Rules of Golf - Recent Ruling
Written by: Darin Green, Senior Director of Rules & Competitions
The Rules of Golf are written in such a way that the Rules Committee does not have many instances where they must make a judgement call; most rulings are unambiguous. For instance, a ball is either in bounds or out of bounds, a player is either at the starting tee on time or late, and a ball was either played from the correct place or the wrong place. There are only a handful of instances where the Committee must make a judgement call when applying the Rules. The most common judgement calls are:
- Reasonable Actions – did the player use reasonable actions in taking their stance or searching for their ball?
- Reasonable Judgment – did the player use reasonable judgement in estimating the point where their ball last crossed into a penalty area, out of bounds, or into an abnormal course condition?

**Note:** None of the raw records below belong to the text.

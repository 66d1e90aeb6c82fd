//! Entity models

pub mod player;
pub mod enemies;
pub mod traps;

pub use player::{Player, ItemUse, ItemUseError};
pub use enemies::{Enemy, spawn_enemy_scaled};
pub use traps::{Trap, spawn_trap_scaled};
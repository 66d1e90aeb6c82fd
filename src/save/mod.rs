//! Save/load system

pub mod save_game;

pub use save_game::{
    SaveData, SaveError, SAVE_MAGIC, SAVE_VERSION,
    encode, decode, save_world, load_world, save_exists,
};
//! Collision-free cell picking for level generation
//!
//! Spawns are placed by rejection sampling: draw a uniform random cell and
//! redraw until the caller's occupancy test accepts it.

use rand::seq::SliceRandom;
use rand::Rng;

use super::position::Position;

/// Draws attempted before falling back to choosing among the remaining free cells
const MAX_SAMPLE_ATTEMPTS: u32 = 4096;

/// A uniformly random cell of a `width` x `height` map
pub fn random_cell(rng: &mut impl Rng, width: i32, height: i32) -> Position {
    Position::new(rng.gen_range(0..width), rng.gen_range(0..height))
}

/// Pick a random cell for which `is_taken` is false
///
/// Returns `None` only when every cell of the map is taken.
pub fn pick_free_cell<R, F>(rng: &mut R, width: i32, height: i32, is_taken: F) -> Option<Position>
where
    R: Rng,
    F: Fn(Position) -> bool,
{
    if width <= 0 || height <= 0 {
        return None;
    }

    for _ in 0..MAX_SAMPLE_ATTEMPTS {
        let pos = random_cell(rng, width, height);
        if !is_taken(pos) {
            return Some(pos);
        }
    }

    // Nearly full map: sample from what is left so we still pick uniformly
    let free: Vec<Position> = (0..height)
        .flat_map(|y| (0..width).map(move |x| Position::new(x, y)))
        .filter(|pos| !is_taken(*pos))
        .collect();
    let pos = free.choose(rng).copied();
    if pos.is_none() {
        log::warn!("No free cell left on a {}x{} map", width, height);
    }
    pos
}

/// How many ground items to scatter on a fresh level
pub fn ground_item_count(rng: &mut impl Rng, min: usize, max: usize) -> usize {
    if max <= min {
        return min;
    }
    rng.gen_range(min..=max)
}
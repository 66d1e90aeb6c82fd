//! Battle resolution
//!
//! A battle is a loop of rounds between the player and one enemy. The caller
//! supplies the player's choice each round through [`BattleInput`], so the same
//! resolver drives both the console prompt and scripted tests.

use rand::Rng;

use super::damage::{normal_damage, roll_strike, AttackKind, Strike};
use crate::entities::{Enemy, Player};
use crate::items::generate_gold_drop;

/// Percent chance a flee attempt succeeds
pub const FLEE_CHANCE: u32 = 50;

#[derive(Debug, Clone, Copy, PartialEq, Eq)]
pub enum BattleAction {
    Attack,
    Flee,
}

/// What happened during one round
#[derive(Debug, Clone, Copy, PartialEq, Eq, Default)]
pub struct RoundReport {
    /// The player's hit, if they attacked
    pub player_strike: Option<Strike>,
    /// `Some(success)` if the player tried to flee
    pub flee_attempt: Option<bool>,
    /// Damage the enemy dealt back, if it acted
    pub enemy_damage: Option<i32>,
}

impl RoundReport {
    pub fn fled(&self) -> bool {
        self.flee_attempt == Some(true)
    }
}

#[derive(Debug, Clone, Copy, PartialEq, Eq)]
pub enum BattleResult {
    Won { gold: u32 },
    Fled,
    Lost,
}

/// Source of the player's decisions during a battle
pub trait BattleInput {
    fn choose_action(&mut self, player: &Player, enemy: &Enemy) -> BattleAction;

    /// Called after every round with the updated combatants
    fn round_resolved(&mut self, _report: &RoundReport, _player: &Player, _enemy: &Enemy) {}
}

impl<F> BattleInput for F
where
    F: FnMut(&Player, &Enemy) -> BattleAction,
{
    fn choose_action(&mut self, player: &Player, enemy: &Enemy) -> BattleAction {
        self(player, enemy)
    }
}

/// Resolve a single round for the given player action
pub fn resolve_round(
    player: &mut Player,
    enemy: &mut Enemy,
    action: BattleAction,
    rng: &mut impl Rng,
) -> RoundReport {
    let mut report = RoundReport::default();

    match action {
        BattleAction::Attack => {
            let strike = roll_strike(player.attack, enemy.defense, rng);
            enemy.take_damage(strike.damage);
            report.player_strike = Some(strike);
        }
        BattleAction::Flee => {
            let escaped = rng.gen_range(0..100) < FLEE_CHANCE;
            report.flee_attempt = Some(escaped);
            if escaped {
                return report;
            }
        }
    }

    if !enemy.is_dead() {
        let damage = normal_damage(enemy.attack, player.defense, rng);
        player.take_damage(damage);
        report.enemy_damage = Some(damage);
    }

    report
}

/// Fight until one side falls or the player escapes
///
/// On victory the gold reward is added to the player. Kill counters are the
/// caller's concern.
pub fn fight(
    player: &mut Player,
    enemy: &mut Enemy,
    input: &mut impl BattleInput,
    rng: &mut impl Rng,
) -> BattleResult {
    log::debug!("{} engages {} ({} hp)", player.name, enemy.name, enemy.health);

    loop {
        let action = input.choose_action(player, enemy);
        let report = resolve_round(player, enemy, action, rng);
        input.round_resolved(&report, player, enemy);

        if report.fled() {
            return BattleResult::Fled;
        }
        if enemy.is_dead() {
            let gold = generate_gold_drop(rng);
            player.gold = player.gold.saturating_add(gold);
            return BattleResult::Won { gold };
        }
        if player.is_dead() {
            return BattleResult::Lost;
        }
    }
}

/// Verb used in battle messages
pub fn describe_strike(strike: &Strike) -> &'static str {
    match strike.kind {
        AttackKind::Normal => "hit",
        AttackKind::Critical => "critically hit",
    }
}

/// Lines describing one round from the player's point of view
pub fn describe_round(report: &RoundReport, enemy_name: &str) -> Vec<String> {
    let mut lines = Vec::new();
    if let Some(strike) = &report.player_strike {
        lines.push(format!(
            "You {} the {} for {} damage!",
            describe_strike(strike),
            enemy_name,
            strike.damage
        ));
    }
    match report.flee_attempt {
        Some(true) => lines.push("You managed to escape!".to_string()),
        Some(false) => lines.push("You failed to escape!".to_string()),
        None => {}
    }
    if let Some(damage) = report.enemy_damage {
        lines.push(format!("The {} deals {} damage to you!", enemy_name, damage));
    }
    lines
}
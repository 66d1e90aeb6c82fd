//! Player entity

use rand::Rng;
use thiserror::Error;

use crate::items::{InventoryError, InventoryGrid, Item, ItemId};
use crate::world::Position;

/// Starting stats
pub const STARTING_MAX_HEALTH: i32 = 200;
pub const STARTING_ATTACK: i32 = 17;
pub const STARTING_GOLD: u32 = 15;

/// Longest accepted player name, in characters
pub const MAX_NAME_LEN: usize = 49;

/// Name used when the player enters nothing
const DEFAULT_NAME: &str = "Hero";

/// Why using an inventory item failed
#[derive(Debug, Clone, PartialEq, Eq, Error)]
pub enum ItemUseError {
    #[error(transparent)]
    Inventory(#[from] InventoryError),
    #[error("{0} is already in use")]
    AlreadyActive(String),
}

/// What using an item did to the player
#[derive(Debug, Clone, PartialEq, Eq)]
pub struct ItemUse {
    pub name: String,
    pub healed: i32,
    pub attack_gained: i32,
    pub defense_gained: i32,
    /// The item was used up and left the inventory
    pub consumed: bool,
}

/// The player character
#[derive(Debug, Clone, PartialEq)]
pub struct Player {
    pub name: String,
    pub health: i32,
    pub max_health: i32,
    pub attack: i32,
    pub defense: i32,
    pub position: Position,
    pub gold: u32,
    pub inventory: InventoryGrid,
}

impl Player {
    /// Create a player with the starting stats at the map origin
    pub fn new(name: &str, inventory: InventoryGrid, rng: &mut impl Rng) -> Self {
        Self {
            name: sanitize_name(name),
            health: STARTING_MAX_HEALTH,
            max_health: STARTING_MAX_HEALTH,
            attack: STARTING_ATTACK,
            defense: rng.gen_range(5..15),
            position: Position::ORIGIN,
            gold: STARTING_GOLD,
            inventory,
        }
    }

    pub fn is_dead(&self) -> bool {
        self.health <= 0
    }

    /// Subtract health, returns true if the player died
    pub fn take_damage(&mut self, amount: i32) -> bool {
        self.health -= amount;
        self.is_dead()
    }

    /// Heal up to max health, returns the amount actually restored
    pub fn heal(&mut self, amount: i32) -> i32 {
        let before = self.health;
        self.health = (self.health + amount).min(self.max_health);
        (self.health - before).max(0)
    }

    /// Entering a new level restores health to 80% of max (at least 1)
    pub fn restore_for_new_level(&mut self) {
        self.health = (self.max_health * 4 / 5).max(1);
    }

    /// Put an item into the first free inventory slot
    pub fn store_item(&mut self, item: Item) -> Result<ItemId, Item> {
        self.inventory.add_item(item)
    }

    /// Use the item anchored at inventory cell (x, y)
    pub fn use_item_at(&mut self, x: u8, y: u8) -> Result<ItemUse, ItemUseError> {
        if !self.inventory.is_valid_position(x, y) {
            return Err(InventoryError::OutOfBounds { x, y }.into());
        }
        let id = self
            .inventory
            .anchor_at(x, y)
            .ok_or(InventoryError::NoItemHere { x, y })?;
        let item = match self.inventory.get(id) {
            Some(item) => item.clone(),
            None => return Err(InventoryError::NoItemHere { x, y }.into()),
        };

        if !item.is_consumable() && item.active {
            return Err(ItemUseError::AlreadyActive(item.name));
        }

        let healed = self.heal(item.health_bonus);
        self.attack += item.attack_bonus;
        self.defense += item.defense_bonus;

        let consumed = item.is_consumable();
        if consumed {
            self.inventory.remove(id);
        } else {
            self.inventory.mark_active(id);
        }

        log::debug!("{} used {}", self.name, item.name);
        Ok(ItemUse {
            name: item.name,
            healed,
            attack_gained: item.attack_bonus,
            defense_gained: item.defense_bonus,
            consumed,
        })
    }
}

/// Trim a typed name and cap its length
pub fn sanitize_name(name: &str) -> String {
    let trimmed: String = name.trim().chars().take(MAX_NAME_LEN).collect();
    if trimmed.is_empty() {
        DEFAULT_NAME.to_string()
    } else {
        trimmed
    }
}
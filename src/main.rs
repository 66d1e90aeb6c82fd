//! GridRPG - Entry Point
//!
//! Sets up logging, loads the configuration and runs one console session.

use std::fs::OpenOptions;
use std::io;

use anyhow::Result;

use gridrpg::data::GameConfig;
use gridrpg::game::SessionEnd;
use gridrpg::ui::ConsoleApp;

fn main() -> Result<()> {
    // Log to a file so it does not interleave with the game text
    let mut logger = env_logger::Builder::from_env(
        env_logger::Env::default().default_filter_or("info")
    );
    match OpenOptions::new()
        .create(true)
        .write(true)
        .truncate(true)
        .open("gridrpg.log")
    {
        Ok(log_file) => {
            logger.target(env_logger::Target::Pipe(Box::new(log_file)));
        }
        Err(e) => eprintln!("Warning: could not open gridrpg.log: {}", e),
    }
    logger.init();

    log::info!("Starting GridRPG v{}", env!("CARGO_PKG_VERSION"));

    let config = GameConfig::load();
    let stdin = io::stdin();
    let mut app = ConsoleApp::new(stdin.lock(), io::stdout(), config);

    let result = app.run();
    match &result {
        Ok(SessionEnd::Victory { total_kills }) => log::info!("Session won with {} kills", total_kills),
        Ok(SessionEnd::Defeat { cause }) => log::info!("Session lost: {}", cause),
        Ok(SessionEnd::Quit) => log::info!("Session quit"),
        Err(e) => {
            log::error!("Game exited with error: {}", e);
            eprintln!("Error: {}", e);
        }
    }

    log::info!("GridRPG shut down cleanly");
    result.map(|_| ())
}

- Serious Misconduct – did a player commit serious misconduct?
- Unreasonable Delay of Play – did a player unreasonably delay play?
- Wrong Place, Serious Breach – when a player plays from a wrong place, did they gain a significant advantage and commit a serious breach?
- Ground Under Repair - should an area of the course be marked as ground under repair?
At a tournament recently, the Committee had to make a judgement call after hearing about a situation that happened on the course. There were some spectators and players questioning if a player dropped a ball in the correct location when taking relief from a red penalty area. The Committee interviewed the witnesses and then took the player back onto the course to where the situation occurred. In summary, the player said he was going for the par-5 green in two, and sliced a 3-wood right of the green towards a red penalty area. The player searched for the ball, but was unable to find it. He then dropped a ball outside the red penalty just right of the green and completed the hole. After listening to the player and witnesses, the Committee decided that the player did not use reasonable judgement in estimating the point where his ball last crossed into the red penalty area and he played from a wrong place. Additionally, the Committee agreed that the place he played from gave him a significant advantage and ruled it was a serious breach (he should have dropped much farther from the green and in a location that had a bunch of trees between him and the green). Regrettably, the penalty for playing from a wrong place, that is also a serious breach, is disqualification if not corrected before the player starts the next hole.